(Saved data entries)
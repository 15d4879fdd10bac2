//! Notice and push failures never fail the operation that caused them.

use std::sync::Arc;

use domains::{Filter, MockPushGateway, Notice, NoticeType, Query, TaskType};
use integration_tests::*;
use services::PurchaseRequest;
use storage_adapters::MemoryDocumentStore;

#[tokio::test]
async fn refused_notice_writes_do_not_fail_operations() {
    let store = NoticeRefusingStore::wrap(Arc::new(MemoryDocumentStore::new()));
    let svc = services(&store);
    paired(&svc, ALICE, BOB).await;

    let task = publish(&svc, ALICE, BOB, TaskType::Reward, 40).await;
    svc.tasks.submit(BOB, &task.id).await.unwrap();
    svc.tasks.confirm(ALICE, &task.id).await.unwrap();
    let item = svc
        .gifts
        .purchase(BOB, PurchaseRequest::Inline { name: "flowers".into(), points: 15, image: None, kind: None })
        .await
        .unwrap();
    svc.gifts.redeem(BOB, &item.id).await.unwrap();

    assert_eq!(balance(&store, BOB).await, 25);
    assert_reconciled(&store, BOB).await;
    let notices: Vec<Notice> = store.find(&Query::new(Filter::all())).await.unwrap();
    assert!(notices.is_empty());
}

#[tokio::test]
async fn failing_push_gateway_is_only_logged() {
    let mut push = MockPushGateway::new();
    push.expect_send().returning(|_| Err(anyhow::anyhow!("device unreachable")));

    let store = memory_store();
    let svc = services_with_push(&store, Arc::new(push));
    paired(&svc, ALICE, BOB).await;

    let task = publish(&svc, ALICE, BOB, TaskType::Penalty, 10).await;
    svc.tasks.confirm(ALICE, &task.id).await.unwrap();
    assert_eq!(balance(&store, BOB).await, -10);

    let notices: Vec<Notice> = store.find(&Query::newest_first(Filter::eq("receiverId", BOB))).await.unwrap();
    let kinds: Vec<NoticeType> = notices.iter().map(|n| n.kind).collect();
    assert!(kinds.contains(&NoticeType::NewTask));
    assert!(kinds.contains(&NoticeType::TaskDone));
}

Exercise →
If the word "Filter" appears in a line above, copy that line.

Response →
use domains::{Filter, MockPushGateway, Notice, NoticeType, Query, TaskType};
    let notices: Vec<Notice> = store.find(&Query::new(Filter::all())).await.unwrap();
    let notices: Vec<Notice> = store.find(&Query::newest_first(Filter::eq("receiverId", BOB))).await.unwrap();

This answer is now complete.